The required result is a copy of each line below in which "Apply" appears.

BEGIN DATA EXTRACTS

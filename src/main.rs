use clap::{Parser, Subcommand};
use policycalc::cli::{self, SuggestMode};
use policycalc::config::{OutputFormat, CONFIG_ENV};
use policycalc::error::CalcResult;
use std::path::PathBuf;
use tracing_subscriber::EnvFilter;

#[derive(Parser)]
#[command(name = "policycalc")]
#[command(about = "Apply extracted insurance formulas to policy tables, filling only missing values.")]
#[command(long_about = "PolicyCalc - Insurance formula engine

Extracts formulas from policy documents, rewrites them over a controlled
vocabulary of variables and applies them row by row to policy tables.
Existing values are never overwritten.

COMMANDS:
  process    - Apply a formula file to a CSV/XLSX policy table
  formulas   - Validate and list a formula file
  eval       - Evaluate a single expression
  variables  - List the variable vocabulary
  extract    - Suggest formulas from a document

EXAMPLES:
  policycalc process policies.csv --formulas formulas.yaml
  policycalc eval \"premium * 10\" --set premium=1000
  policycalc extract brochure.txt --target SURRENDER_VALUE -o formulas.yaml

LOGGING:
  RUST_LOG=policycalc=debug policycalc process ...")]
#[command(version)]
struct Cli {
    #[command(subcommand)]
    command: Commands,
}

#[derive(Subcommand)]
enum Commands {
    #[command(long_about = "Apply a formula file to a policy table.

Each row's COVER_CODE selects a product variant; every formula is evaluated
in file order, using the variant's override expression when there is one.
Results are written only into cells that are empty or zero, and later
formulas can read the results of earlier ones in the same row.

The augmented table is written to the output directory as
processed_output_<timestamp>.xlsx (or .csv).

FORMULA FILE (YAML or JSON):
  - name: total_premium
    expression: premium * 10
    variants:
      Variant 2: premium * 12")]
    /// Apply formulas to a CSV/XLSX policy table
    Process {
        /// Policy table (.csv, .xlsx, .xls, .ods)
        input: PathBuf,

        /// Formula file (.yaml, .yml or .json)
        #[arg(short, long)]
        formulas: PathBuf,

        /// Processing config (YAML)
        #[arg(short, long, env = CONFIG_ENV)]
        config: Option<PathBuf>,

        /// Output directory (overrides config)
        #[arg(short, long)]
        output_dir: Option<PathBuf>,

        /// Output format: xlsx or csv (overrides config)
        #[arg(long)]
        format: Option<OutputFormat>,

        /// Show verbose processing steps
        #[arg(short, long)]
        verbose: bool,
    },

    /// Validate and list a formula file
    Formulas {
        /// Formula file (.yaml, .yml or .json)
        file: PathBuf,

        /// Show the variables each expression reads
        #[arg(short, long)]
        verbose: bool,
    },

    #[command(long_about = "Evaluate a single expression.

Supports + - * / ** (and ^), parentheses, pi, e and the functions
max, min, abs, round, sqrt, exp, log, sin, cos, tan.
Unbound variables read as 0 and are reported.

EXAMPLES:
  policycalc eval \"(1 + rate) ^ term\" --set rate=0.05 --set term=10
  policycalc eval \"round(sa / 3, 2)\" --set sa=100000")]
    /// Evaluate a single expression
    Eval {
        /// Expression to evaluate
        expression: String,

        /// Variable binding NAME=VALUE (repeatable)
        #[arg(short, long = "set", value_name = "NAME=VALUE")]
        bindings: Vec<String>,
    },

    /// List the variable vocabulary
    Variables {
        /// Only this category: insurance or financial
        #[arg(short, long)]
        category: Option<String>,
    },

    #[command(long_about = "Suggest formulas from a text document.

Reads .txt/.md documents (other document types need an external text
extractor), finds formula statements and rewrites them over canonical
variable names.

MODES:
  auto      - structured 'ACR: Name - Description = Formula' lines, then prose
  pattern   - prose sentences such as 'Premium = Base Rate × Coverage'
  response  - structured lines only")]
    /// Suggest formulas from a document
    Extract {
        /// Document to read
        document: PathBuf,

        /// Keep only formulas for these variables (repeatable)
        #[arg(short, long = "target")]
        targets: Vec<String>,

        /// Suggestion mode
        #[arg(short, long, value_enum, default_value_t = SuggestMode::Auto)]
        mode: SuggestMode,

        /// Save the records as a formula file (.yaml or .json)
        #[arg(short, long)]
        output: Option<PathBuf>,
    },
}

fn main() -> CalcResult<()> {
    tracing_subscriber::fmt()
        .with_env_filter(
            EnvFilter::try_from_default_env().unwrap_or_else(|_| EnvFilter::new("policycalc=warn")),
        )
        .with_writer(std::io::stderr)
        .init();

    let cli = Cli::parse();

    match cli.command {
        Commands::Process {
            input,
            formulas,
            config,
            output_dir,
            format,
            verbose,
        } => cli::process(input, formulas, config, output_dir, format, verbose),

        Commands::Formulas { file, verbose } => cli::formulas(file, verbose),

        Commands::Eval {
            expression,
            bindings,
        } => cli::eval(expression, bindings),

        Commands::Variables { category } => cli::variables(category),

        Commands::Extract {
            document,
            targets,
            mode,
            output,
        } => cli::extract(document, targets, mode, output),
    }
}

END DATA EXTRACTS

**WRITTEN SOLUTION**
#[command(about = "Apply extracted insurance formulas to policy tables, filling only missing values.")]
  process    - Apply a formula file to a CSV/XLSX policy table
    #[command(long_about = "Apply a formula file to a policy table.
    /// Apply formulas to a CSV/XLSX policy table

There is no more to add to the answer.